Regulation and Feedback Control
Control primarily resides at ALAS1, which is repressed by haem or its oxidised derivative hemin; excess haem also inhibits ALA dehydratase and ferrochelatase, preventing toxic porphyrin accumulation. In erythroid cells, regulation is additionally exerted via iron-responsive elements in ALAS2 mRNA, linking haem production to iron availability. These mechanisms illustrate the cell’s capacity to match haem output to demand for haemoproteins while avoiding oxidative damage from free porphyrins.
Integration with Metabolism and Clinical Relevance
The pathway consumes glycine and succinyl-CoA, thereby connecting haem formation to the tricarboxylic acid cycle and one-carbon metabolism. Deficiencies at specific enzymatic steps produce porphyrias, each characterised by accumulation of distinct porphyrin intermediates and characteristic clinical photosensitivity or neurovisceral symptoms. Iron deficiency or lead poisoning, which inhibits ALA dehydratase and ferrochelatase, similarly disrupts haem production and leads to anaemia, underscoring the pathway’s sensitivity to environmental and nutritional factors.

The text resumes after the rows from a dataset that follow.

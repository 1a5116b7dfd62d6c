mod cli;
mod core;
mod interfaces;
mod logging;

use crate::core::terminal;

#[tokio::main]
async fn main() {
    match cli::run_main().await {
        Ok(()) => {}
        Err(e) => {
            terminal::print_error(&format!("{:#}", e));
            std::process::exit(1);
        }
    }
}
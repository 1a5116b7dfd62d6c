use axum::{Json, extract::State};
use chrono::Utc;
use serde_json::json;

use super::super::AppState;

pub async fn root() -> Json<serde_json::Value> {
    Json(json!({
        "message": "Alchemy N8N Gateway",
        "version": env!("CARGO_PKG_VERSION"),
        "status": "running"
    }))
}

pub async fn health(State(state): State<AppState>) -> Json<serde_json::Value> {
    let uptime = (Utc::now() - state.started_at).num_seconds();
    Json(json!({
        "status": "healthy",
        "timestamp": Utc::now().to_rfc3339(),
        "uptime_secs": uptime,
        "components": {
            "security": "active",
            "webhook_handler": "active",
            "agents": "active"
        }
    }))
}

pub async fn security_status(State(state): State<AppState>) -> Json<serde_json::Value> {
    Json(json!({
        "success": true,
        "security": state.gate.status().await
    }))
}
use anyhow::{Result, bail};
use async_trait::async_trait;
use serde_json::{Value, json};
use std::collections::HashMap;
use std::sync::Arc;
use tracing::{error, info, warn};

use super::{Payload, WebhookKind, WebhookRecord};

/// Processes one queued webhook. An `Err` marks the record failed; the consumer keeps going.
#[async_trait]
pub trait WebhookHandler: Send + Sync {
    async fn handle(&self, record: WebhookRecord) -> Result<Payload>;
}

/// Per-kind routing table with a generic fallback.
#[derive(Clone)]
pub struct HandlerTable {
    routes: HashMap<WebhookKind, Arc<dyn WebhookHandler>>,
    fallback: Arc<dyn WebhookHandler>,
}

impl Default for HandlerTable {
    fn default() -> Self {
        let mut routes: HashMap<WebhookKind, Arc<dyn WebhookHandler>> = HashMap::new();
        routes.insert(WebhookKind::SystemAlert, Arc::new(SystemAlertHandler));
        routes.insert(WebhookKind::FileOrganization, Arc::new(FileOrganizationHandler));
        routes.insert(WebhookKind::ContentAnalysis, Arc::new(ContentAnalysisHandler));
        routes.insert(WebhookKind::AgentStatus, Arc::new(AgentStatusHandler));
        Self {
            routes,
            fallback: Arc::new(GenericHandler),
        }
    }
}

impl HandlerTable {
    #[cfg(test)]
    pub fn with_handler(mut self, kind: WebhookKind, handler: Arc<dyn WebhookHandler>) -> Self {
        self.routes.insert(kind, handler);
        self
    }

    pub fn route(&self, kind: WebhookKind) -> Arc<dyn WebhookHandler> {
        self.routes
            .get(&kind)
            .cloned()
            .unwrap_or_else(|| self.fallback.clone())
    }
}

/// Reads an optional string field, rejecting any other JSON type.
fn text_field<'a>(payload: &'a Payload, key: &str, default: &'a str) -> Result<&'a str> {
    match payload.get(key) {
        None | Some(Value::Null) => Ok(default),
        Some(Value::String(s)) => Ok(s.as_str()),
        Some(other) => bail!("field '{}' must be a string, got {}", key, other),
    }
}

fn into_payload(value: Value) -> Payload {
    match value {
        Value::Object(map) => map,
        _ => Payload::new(),
    }
}

struct SystemAlertHandler;

#[async_trait]
impl WebhookHandler for SystemAlertHandler {
    async fn handle(&self, record: WebhookRecord) -> Result<Payload> {
        let alert_type = text_field(&record.payload, "alert_type", "info")?;
        let message = text_field(&record.payload, "message", "")?;
        let severity = text_field(&record.payload, "severity", "info")?.to_lowercase();

        match severity.as_str() {
            "critical" | "error" => error!("System Alert [{}]: {}", severity.to_uppercase(), message),
            "warning" | "warn" => warn!("System Alert [{}]: {}", severity.to_uppercase(), message),
            _ => info!("System Alert [{}]: {}", severity.to_uppercase(), message),
        }

        Ok(into_payload(json!({
            "status": "processed",
            "alert_type": alert_type,
            "severity": severity,
            "action": "logged"
        })))
    }
}

struct FileOrganizationHandler;

#[async_trait]
impl WebhookHandler for FileOrganizationHandler {
    async fn handle(&self, record: WebhookRecord) -> Result<Payload> {
        let action = match text_field(&record.payload, "action", "")? {
            "" => text_field(&record.payload, "operation", "unknown")?,
            action => action,
        };
        let file_path = text_field(&record.payload, "file_path", "")?;

        info!("File Organization: {} - {}", action, file_path);

        Ok(into_payload(json!({
            "status": "processed",
            "action": action,
            "file_path": file_path,
            "result": "acknowledged"
        })))
    }
}

struct ContentAnalysisHandler;

#[async_trait]
impl WebhookHandler for ContentAnalysisHandler {
    async fn handle(&self, record: WebhookRecord) -> Result<Payload> {
        let content_type = text_field(&record.payload, "content_type", "unknown")?;
        let content_id = text_field(&record.payload, "content_id", "")?;

        info!("Content Analysis: {} - {}", content_type, content_id);

        Ok(into_payload(json!({
            "status": "processed",
            "content_type": content_type,
            "content_id": content_id,
            "result": "acknowledged"
        })))
    }
}

struct AgentStatusHandler;

#[async_trait]
impl WebhookHandler for AgentStatusHandler {
    async fn handle(&self, record: WebhookRecord) -> Result<Payload> {
        let agent_name = text_field(&record.payload, "agent_name", "unknown")?;
        let reported = text_field(&record.payload, "status", "unknown")?;

        info!("Agent Status: {} - {}", agent_name, reported);

        Ok(into_payload(json!({
            "status": "processed",
            "agent_name": agent_name,
            "reported_status": reported,
            "result": "acknowledged"
        })))
    }
}

struct GenericHandler;

#[async_trait]
impl WebhookHandler for GenericHandler {
    async fn handle(&self, record: WebhookRecord) -> Result<Payload> {
        info!("Generic webhook received on topic '{}'", record.topic);

        Ok(into_payload(json!({
            "status": "processed",
            "type": "generic",
            "topic": record.topic,
            "result": "acknowledged"
        })))
    }
}
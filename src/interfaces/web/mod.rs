pub(crate) mod auth;
mod handlers;
mod router;

use anyhow::{Context, Result};
use async_trait::async_trait;
use chrono::{DateTime, Utc};
use std::net::SocketAddr;
use std::sync::Arc;
use tokio::task::JoinHandle;
use tokio_util::sync::CancellationToken;
use tracing::info;

use crate::core::agent::{AgentDispatchFacade, AgentRegistry};
use crate::core::lifecycle::LifecycleComponent;
use crate::core::security::SecurityGate;
use crate::core::webhook::WebhookIngress;

/// Handles shared by every request handler.
#[derive(Clone)]
pub struct AppState {
    pub(crate) gate: Arc<SecurityGate>,
    pub(crate) ingress: Arc<WebhookIngress>,
    pub(crate) facade: Arc<AgentDispatchFacade>,
    pub(crate) started_at: DateTime<Utc>,
}

impl AppState {
    pub fn new(
        gate: Arc<SecurityGate>,
        ingress: Arc<WebhookIngress>,
        facade: Arc<AgentDispatchFacade>,
    ) -> Self {
        Self {
            gate,
            ingress,
            facade,
            started_at: Utc::now(),
        }
    }

    pub(crate) fn registry(&self) -> &Arc<AgentRegistry> {
        self.facade.registry()
    }
}

/// HTTP front door. Binds on start so a taken port fails startup instead of a background task.
pub struct ApiServer {
    state: AppState,
    bind_addr: String,
    local_addr: Option<SocketAddr>,
    cancel: CancellationToken,
    task: Option<JoinHandle<()>>,
}

impl ApiServer {
    pub fn new(state: AppState, bind_addr: String) -> Self {
        Self {
            state,
            bind_addr,
            local_addr: None,
            cancel: CancellationToken::new(),
            task: None,
        }
    }

    pub fn local_addr(&self) -> Option<SocketAddr> {
        self.local_addr
    }
}

#[async_trait]
impl LifecycleComponent for ApiServer {
    async fn on_init(&mut self) -> Result<()> {
        info!("API Server Interface initializing...");
        Ok(())
    }

    async fn on_start(&mut self) -> Result<()> {
        let listener = tokio::net::TcpListener::bind(&self.bind_addr)
            .await
            .with_context(|| format!("cannot bind {}", self.bind_addr))?;
        let addr = listener.local_addr()?;
        self.local_addr = Some(addr);

        let app = router::build_api_router(self.state.clone());
        let cancel = self.cancel.clone();
        self.task = Some(tokio::spawn(async move {
            info!("API Server running at http://{addr}");
            let serve = axum::serve(
                listener,
                app.into_make_service_with_connect_info::<SocketAddr>(),
            )
            .with_graceful_shutdown(cancel.cancelled_owned());
            if let Err(e) = serve.await {
                tracing::error!("API Server crashed: {}", e);
            }
        }));
        Ok(())
    }

    async fn on_shutdown(&mut self) -> Result<()> {
        info!("API Server Interface shutting down...");
        self.cancel.cancel();
        if let Some(task) = self.task.take() {
            let _ = task.await;
        }
        Ok(())
    }
}
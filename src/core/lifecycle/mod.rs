use anyhow::Result;
use std::sync::Arc;
use tokio::sync::Mutex;
use tokio_cron_scheduler::JobScheduler;
use tracing::{info, warn};

#[derive(Debug, Clone, Copy, PartialEq)]
pub enum LifecycleState {
    Init,
    Starting,
    Ready,
    Shutdown,
}

#[async_trait::async_trait]
pub trait LifecycleComponent {
    async fn on_init(&mut self) -> Result<()> {
        Ok(())
    }
    async fn on_start(&mut self) -> Result<()> {
        Ok(())
    }
    async fn on_shutdown(&mut self) -> Result<()> {
        Ok(())
    }
}

pub type SharedComponent = Arc<Mutex<dyn LifecycleComponent + Send + Sync>>;

pub struct LifecycleManager {
    state: LifecycleState,
    components: Vec<SharedComponent>,
    pub scheduler: JobScheduler,
}

impl LifecycleManager {
    pub async fn new() -> Result<Self> {
        let scheduler = JobScheduler::new().await?;
        Ok(Self {
            state: LifecycleState::Init,
            components: Vec::new(),
            scheduler,
        })
    }

    pub fn state(&self) -> LifecycleState {
        self.state
    }

    pub fn attach(&mut self, component: SharedComponent) {
        self.components.push(component);
    }

    pub async fn start(&mut self) -> Result<()> {
        info!("Lifecycle Phase: Init");
        self.state = LifecycleState::Init;
        for comp in &self.components {
            comp.lock().await.on_init().await?;
        }

        info!("Lifecycle Phase: Starting components");
        self.state = LifecycleState::Starting;
        for comp in &self.components {
            comp.lock().await.on_start().await?;
        }

        info!("Lifecycle Phase: Ready (Starting Scheduler)");
        self.scheduler.start().await?;
        self.state = LifecycleState::Ready;

        Ok(())
    }

    /// Stops components in reverse attach order. Errors are logged, never returned.
    pub async fn shutdown(&mut self) -> Result<()> {
        info!("Lifecycle Phase: Shutdown");
        self.state = LifecycleState::Shutdown;

        for comp in self.components.iter().rev() {
            if let Err(e) = comp.lock().await.on_shutdown().await {
                warn!("Component shutdown error: {}", e);
            }
        }

        if let Err(e) = self.scheduler.shutdown().await {
            warn!("Scheduler shutdown error: {}", e);
        }

        Ok(())
    }
}
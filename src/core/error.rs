use axum::{
    Json,
    http::StatusCode,
    response::{IntoResponse, Response},
};
use thiserror::Error;

/// Failures surfaced by the security gate, the agent registry and the dispatch facade.
///
/// A run that reaches the agent never produces one of these; its failure travels
/// inside the report as `TaskResult::Failure`.
#[derive(Error, Debug, Clone, PartialEq, Eq)]
pub enum GatewayError {
    #[error("Invalid API key")]
    Unauthorized,

    #[error("IP address {0} not authorized")]
    Forbidden(String),

    #[error("Rate limit exceeded. Maximum {max} requests per {window_secs} seconds.")]
    RateLimited { max: usize, window_secs: u64 },

    #[error("Agent {0} not found")]
    NotFound(String),

    #[error("Agent {0} is disabled")]
    Disabled(String),

    #[error("Invalid parameters for agent {0}")]
    InvalidParameters(String),
}

impl GatewayError {
    pub fn kind(&self) -> &'static str {
        match self {
            GatewayError::Unauthorized => "unauthorized",
            GatewayError::Forbidden(_) => "forbidden",
            GatewayError::RateLimited { .. } => "rate_limited",
            GatewayError::NotFound(_) => "not_found",
            GatewayError::Disabled(_) => "disabled",
            GatewayError::InvalidParameters(_) => "invalid_parameters",
        }
    }

    pub fn status_code(&self) -> StatusCode {
        match self {
            GatewayError::Unauthorized => StatusCode::UNAUTHORIZED,
            GatewayError::Forbidden(_) => StatusCode::FORBIDDEN,
            GatewayError::RateLimited { .. } => StatusCode::TOO_MANY_REQUESTS,
            GatewayError::NotFound(_) => StatusCode::NOT_FOUND,
            GatewayError::Disabled(_) => StatusCode::CONFLICT,
            GatewayError::InvalidParameters(_) => StatusCode::UNPROCESSABLE_ENTITY,
        }
    }
}

impl IntoResponse for GatewayError {
    fn into_response(self) -> Response {
        (
            self.status_code(),
            Json(serde_json::json!({
                "success": false,
                "error": self.to_string(),
                "kind": self.kind(),
            })),
        )
            .into_response()
    }
}

pub type GatewayResult<T> = std::result::Result<T, GatewayError>;
mod dispatcher;
mod handlers;
mod ingress;

pub use dispatcher::WebhookDispatcher;
pub use handlers::HandlerTable;
pub use ingress::{WebhookIngress, WebhookQueue};

use chrono::{DateTime, Utc};
use serde::{Deserialize, Serialize};

pub type Payload = serde_json::Map<String, serde_json::Value>;

#[derive(Debug, Clone, Copy, PartialEq, Eq, Hash, Serialize, Deserialize)]
#[serde(rename_all = "snake_case")]
pub enum WebhookKind {
    SystemAlert,
    FileOrganization,
    ContentAnalysis,
    AgentStatus,
    Generic,
}

impl WebhookKind {
    pub fn as_str(self) -> &'static str {
        match self {
            WebhookKind::SystemAlert => "system_alert",
            WebhookKind::FileOrganization => "file_organization",
            WebhookKind::ContentAnalysis => "content_analysis",
            WebhookKind::AgentStatus => "agent_status",
            WebhookKind::Generic => "generic",
        }
    }

    /// Maps a `/webhook/{topic}` path segment to the kind it is routed as.
    pub fn from_topic(topic: &str) -> Option<Self> {
        match topic {
            "system-alert" => Some(WebhookKind::SystemAlert),
            "file-organization" => Some(WebhookKind::FileOrganization),
            "content-analysis" => Some(WebhookKind::ContentAnalysis),
            "agent-status" => Some(WebhookKind::AgentStatus),
            "productivity" => Some(WebhookKind::Generic),
            _ => None,
        }
    }
}

/// Result of the background consumer for one record.
#[derive(Debug, Clone, PartialEq, Serialize)]
#[serde(tag = "state", rename_all = "snake_case")]
pub enum ProcessingOutcome {
    Pending,
    Succeeded { result: Payload },
    Failed { error: String },
}

#[derive(Debug, Clone, Serialize)]
pub struct WebhookRecord {
    pub id: String,
    #[serde(rename = "type")]
    pub kind: WebhookKind,
    pub topic: String,
    pub source: String,
    pub payload: Payload,
    pub received_at: DateTime<Utc>,
    pub processed: bool,
    pub processed_at: Option<DateTime<Utc>>,
    pub outcome: ProcessingOutcome,
}

impl WebhookRecord {
    pub fn is_failed(&self) -> bool {
        matches!(self.outcome, ProcessingOutcome::Failed { .. })
    }
}
pub mod web;
#[cfg(test)]
mod tests {
    use super::*;
    use crate::core::agent::{AgentDispatchFacade, AgentRegistry, FileOrganizationAgent};
    use crate::core::config::SecurityConfig;
    use crate::core::security::SecurityGate;
    use crate::core::webhook::{WebhookIngress, WebhookQueue};
    use axum::extract::connect_info::MockConnectInfo;
    use axum::http::StatusCode;
    use serde_json::{Value, json};
    use std::net::SocketAddr;
    use std::sync::Arc;
    use tempfile::TempDir;
    use tower::util::ServiceExt;

    const KEY: &str = "ak_router_test";

    struct Harness {
        state: AppState,
        _queue: WebhookQueue,
        _tmp: TempDir,
    }

    async fn harness(max_requests: usize) -> Harness {
        let mut security = SecurityConfig::default();
        security.api_keys.insert("n8n_main".into(), KEY.into());
        security.rate_limit_max_requests = max_requests;
        let gate = Arc::new(SecurityGate::new(&security));

        let (ingress, queue) = WebhookIngress::new(1000);

        let tmp = TempDir::new().unwrap();
        let registry = Arc::new(AgentRegistry::new());
        registry
            .register(
                "file_organization",
                Arc::new(FileOrganizationAgent::new(
                    tmp.path().join("documents"),
                    tmp.path().join("reports"),
                )),
            )
            .await;
        let facade = Arc::new(AgentDispatchFacade::new(registry, 1000));

        Harness {
            state: AppState::new(gate, ingress, facade),
            _queue: queue,
            _tmp: tmp,
        }
    }

    fn app(state: &AppState, peer: &str) -> Router {
        let peer: SocketAddr = peer.parse().unwrap();
        build_api_router(state.clone()).layer(MockConnectInfo(peer))
    }

    async fn call(
        app: Router,
        method: Method,
        path: &str,
        body: Option<Value>,
        token: Option<&str>,
    ) -> (StatusCode, Value) {
        let mut builder = Request::builder()
            .method(method)
            .uri(path)
            .header("content-type", "application/json");
        if let Some(token) = token {
            builder = builder.header("authorization", format!("Bearer {}", token));
        }
        let body = match body {
            Some(json) => Body::from(serde_json::to_string(&json).unwrap()),
            None => Body::empty(),
        };
        let resp = app.oneshot(builder.body(body).unwrap()).await.unwrap();
        let status = resp.status();
        let bytes = axum::body::to_bytes(resp.into_body(), 1024 * 1024)
            .await
            .unwrap();
        let json = serde_json::from_slice(&bytes).unwrap_or(json!({}));
        (status, json)
    }

    const LOCAL: &str = "127.0.0.1:40000";

    #[tokio::test]
    async fn public_routes_need_no_key() {
        let h = harness(100).await;
        let (status, body) = call(app(&h.state, LOCAL), Method::GET, "/", None, None).await;
        assert_eq!(status, StatusCode::OK);
        assert_eq!(body["status"], "running");

        let (status, body) = call(app(&h.state, LOCAL), Method::GET, "/health", None, None).await;
        assert_eq!(status, StatusCode::OK);
        assert_eq!(body["status"], "healthy");
    }

    #[tokio::test]
    async fn security_headers_present_on_responses() {
        let h = harness(100).await;
        let req = Request::builder()
            .uri("/api/agents/status")
            .body(Body::empty())
            .unwrap();
        let resp = app(&h.state, LOCAL).oneshot(req).await.unwrap();
        assert_eq!(resp.status(), StatusCode::UNAUTHORIZED);
        assert_eq!(
            resp.headers().get("x-content-type-options").unwrap(),
            "nosniff"
        );
        assert_eq!(resp.headers().get("x-frame-options").unwrap(), "DENY");
    }

    #[tokio::test]
    async fn missing_or_wrong_key_is_unauthorized() {
        let h = harness(100).await;
        for token in [None, Some("ak_wrong")] {
            let (status, body) = call(
                app(&h.state, LOCAL),
                Method::POST,
                "/webhook/system-alert",
                Some(json!({ "message": "hi" })),
                token,
            )
            .await;
            assert_eq!(status, StatusCode::UNAUTHORIZED);
            assert_eq!(body["success"], false);
            assert_eq!(body["kind"], "unauthorized");
        }
    }

    #[tokio::test]
    async fn foreign_origin_is_forbidden_even_with_a_valid_key() {
        let h = harness(100).await;
        let (status, body) = call(
            app(&h.state, "203.0.113.9:5555"),
            Method::GET,
            "/api/agents/status",
            None,
            Some(KEY),
        )
        .await;
        assert_eq!(status, StatusCode::FORBIDDEN);
        assert_eq!(body["kind"], "forbidden");
    }

    #[tokio::test]
    async fn request_over_the_limit_is_rate_limited() {
        let h = harness(2).await;
        for _ in 0..2 {
            let (status, _) = call(
                app(&h.state, LOCAL),
                Method::GET,
                "/api/webhooks/stats",
                None,
                Some(KEY),
            )
            .await;
            assert_eq!(status, StatusCode::OK);
        }
        let (status, body) = call(
            app(&h.state, LOCAL),
            Method::GET,
            "/api/webhooks/stats",
            None,
            Some(KEY),
        )
        .await;
        assert_eq!(status, StatusCode::TOO_MANY_REQUESTS);
        assert_eq!(body["kind"], "rate_limited");
    }

    #[tokio::test]
    async fn webhook_is_accepted_and_visible_in_history() {
        let h = harness(100).await;
        let (status, body) = call(
            app(&h.state, LOCAL),
            Method::POST,
            "/webhook/productivity",
            Some(json!({ "task": "review inbox" })),
            Some(KEY),
        )
        .await;
        assert_eq!(status, StatusCode::OK);
        assert_eq!(body["success"], true);
        assert_eq!(body["status"], "accepted");
        let id = body["webhook_id"].as_str().unwrap().to_string();

        let (_, body) = call(
            app(&h.state, LOCAL),
            Method::GET,
            "/api/webhooks/history?limit=10",
            None,
            Some(KEY),
        )
        .await;
        let stored = &body["webhooks"][0];
        assert_eq!(stored["id"], id.as_str());
        assert_eq!(stored["type"], "generic");
        assert_eq!(stored["topic"], "productivity");
        assert_eq!(stored["outcome"]["state"], "pending");

        let (_, body) = call(
            app(&h.state, LOCAL),
            Method::GET,
            "/api/webhooks/stats",
            None,
            Some(KEY),
        )
        .await;
        assert_eq!(body["statistics"]["total"], 1);
        assert_eq!(body["statistics"]["pending"], 1);
        assert_eq!(body["statistics"]["failed"], 0);

        let (status, body) = call(
            app(&h.state, LOCAL),
            Method::GET,
            &format!("/api/webhooks/{}", id),
            None,
            Some(KEY),
        )
        .await;
        assert_eq!(status, StatusCode::OK);
        assert_eq!(body["webhook"]["payload"]["task"], "review inbox");

        let (status, _) = call(
            app(&h.state, LOCAL),
            Method::GET,
            "/api/webhooks/webhook_19700101_000000_000000",
            None,
            Some(KEY),
        )
        .await;
        assert_eq!(status, StatusCode::NOT_FOUND);
    }

    #[tokio::test]
    async fn unknown_webhook_topic_is_not_found() {
        let h = harness(100).await;
        let (status, body) = call(
            app(&h.state, LOCAL),
            Method::POST,
            "/webhook/payroll",
            Some(json!({})),
            Some(KEY),
        )
        .await;
        assert_eq!(status, StatusCode::NOT_FOUND);
        assert_eq!(body["success"], false);
    }

    #[tokio::test]
    async fn refused_bodies_answer_with_json_errors() {
        let h = harness(100).await;
        for path in [
            "/webhook/system-alert",
            "/api/agents/file_organization/trigger",
            "/api/agents/file_organization/triggers",
        ] {
            let (status, body) = call(
                app(&h.state, LOCAL),
                Method::POST,
                path,
                Some(json!([1, 2, 3])),
                Some(KEY),
            )
            .await;
            assert_eq!(status, StatusCode::UNPROCESSABLE_ENTITY, "{}", path);
            assert_eq!(body["success"], false);
            assert_eq!(body["kind"], "invalid_body");
            assert!(body["error"].is_string());
        }

        let req = Request::builder()
            .method(Method::POST)
            .uri("/webhook/system-alert")
            .header("authorization", format!("Bearer {}", KEY))
            .body(Body::from(r#"{"message":"disk"}"#))
            .unwrap();
        let resp = app(&h.state, LOCAL).oneshot(req).await.unwrap();
        assert_eq!(resp.status(), StatusCode::UNSUPPORTED_MEDIA_TYPE);
        let bytes = axum::body::to_bytes(resp.into_body(), 1024 * 1024)
            .await
            .unwrap();
        let body: Value = serde_json::from_slice(&bytes).unwrap();
        assert_eq!(body["kind"], "invalid_body");

        let (_, stats) = call(
            app(&h.state, LOCAL),
            Method::GET,
            "/api/webhooks/stats",
            None,
            Some(KEY),
        )
        .await;
        assert_eq!(stats["statistics"]["total"], 0);
    }

    #[tokio::test]
    async fn trigger_runs_agent_and_returns_augmented_result() {
        let h = harness(100).await;
        let (status, body) = call(
            app(&h.state, LOCAL),
            Method::POST,
            "/api/agents/file_organization/trigger",
            Some(json!({ "operation": "add_test_files" })),
            Some(KEY),
        )
        .await;
        assert_eq!(status, StatusCode::OK);
        assert_eq!(body["success"], true);
        assert_eq!(body["files_created"], 9);
        assert_eq!(body["agent_name"], "file_organization");
        assert_eq!(body["agent_status"], "completed");

        let (_, body) = call(
            app(&h.state, LOCAL),
            Method::GET,
            "/api/agents/history?agent_name=file_organization",
            None,
            Some(KEY),
        )
        .await;
        assert_eq!(body["total_entries"], 1);
        assert_eq!(body["history"][0]["success"], true);
    }

    #[tokio::test]
    async fn trigger_error_statuses_follow_the_taxonomy() {
        let h = harness(100).await;
        let (status, _) = call(
            app(&h.state, LOCAL),
            Method::POST,
            "/api/agents/ghost/trigger",
            Some(json!({})),
            Some(KEY),
        )
        .await;
        assert_eq!(status, StatusCode::NOT_FOUND);

        let (status, body) = call(
            app(&h.state, LOCAL),
            Method::POST,
            "/api/agents/file_organization/trigger",
            Some(json!({ "operation": 5 })),
            Some(KEY),
        )
        .await;
        assert_eq!(status, StatusCode::UNPROCESSABLE_ENTITY);
        assert_eq!(body["kind"], "invalid_parameters");

        let (status, body) = call(
            app(&h.state, LOCAL),
            Method::POST,
            "/api/agents/file_organization/disable",
            None,
            Some(KEY),
        )
        .await;
        assert_eq!(status, StatusCode::OK);
        assert_eq!(body["agent_status"]["status"], "disabled");

        let (status, body) = call(
            app(&h.state, LOCAL),
            Method::POST,
            "/api/agents/file_organization/trigger",
            Some(json!({})),
            Some(KEY),
        )
        .await;
        assert_eq!(status, StatusCode::CONFLICT);
        assert_eq!(body["kind"], "disabled");
    }

    #[tokio::test]
    async fn unknown_agent_enable_is_not_found() {
        let h = harness(100).await;
        let (status, body) = call(
            app(&h.state, LOCAL),
            Method::POST,
            "/api/agents/ghost/enable",
            None,
            Some(KEY),
        )
        .await;
        assert_eq!(status, StatusCode::NOT_FOUND);
        assert_eq!(body["error"], "Agent ghost not found");
    }

    #[tokio::test]
    async fn status_summary_and_capabilities_are_reported() {
        let h = harness(100).await;
        let (_, body) = call(
            app(&h.state, LOCAL),
            Method::GET,
            "/api/agents/status",
            None,
            Some(KEY),
        )
        .await;
        assert_eq!(body["success"], true);
        assert_eq!(body["total_agents"], 1);
        assert_eq!(body["agents"]["file_organization"]["status"], "idle");

        let (_, body) = call(
            app(&h.state, LOCAL),
            Method::GET,
            "/api/agents/status?agent_name=file_organization",
            None,
            Some(KEY),
        )
        .await;
        assert_eq!(body["agent"]["name"], "file_organization");

        let (_, body) = call(
            app(&h.state, LOCAL),
            Method::GET,
            "/api/agents/summary",
            None,
            Some(KEY),
        )
        .await;
        assert_eq!(body["enabled_agents"], 1);

        let (status, _) = call(
            app(&h.state, LOCAL),
            Method::POST,
            "/api/agents/file_organization/triggers",
            Some(json!({ "name": "on_upload", "config": { "type": "webhook" } })),
            Some(KEY),
        )
        .await;
        assert_eq!(status, StatusCode::OK);

        let (_, body) = call(
            app(&h.state, LOCAL),
            Method::GET,
            "/api/agents/file_organization/capabilities",
            None,
            Some(KEY),
        )
        .await;
        assert_eq!(body["success"], true);
        assert_eq!(body["workflow_triggers"][0]["name"], "on_upload");
        assert!(body["capabilities"]["operations"].is_array());

        let (_, body) = call(
            app(&h.state, LOCAL),
            Method::GET,
            "/api/agents/capabilities",
            None,
            Some(KEY),
        )
        .await;
        assert!(
            body["capabilities"]["file_organization"]["capabilities"]["operations"].is_array()
        );
    }

    #[tokio::test]
    async fn security_status_never_exposes_raw_keys() {
        let h = harness(100).await;
        let (status, body) = call(
            app(&h.state, LOCAL),
            Method::GET,
            "/api/security/status",
            None,
            Some(KEY),
        )
        .await;
        assert_eq!(status, StatusCode::OK);
        assert_eq!(body["security"]["api_keys_configured"], 1);
        assert_eq!(body["security"]["active_requests"]["n8n_main"], 1);
        assert!(!body.to_string().contains(KEY));
    }
}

In summary, haem synthesis demonstrates precise subcellular organisation, tight feedback regulation, and intimate linkage to central metabolic routes. Appreciating these features equips students to understand both normal oxygen-carrying capacity and the biochemical basis of several inherited and acquired disorders.
References
- Berg, J.M., Tymoczko, J.L., Gatto, G.J. and Stryer, L. (2019) Biochemistry. 9th edn. New York: W.H. Freeman.
- Voet, D. and Voet, J.G. (2011) Biochemistry. 4th edn. Hoboken: Wiley.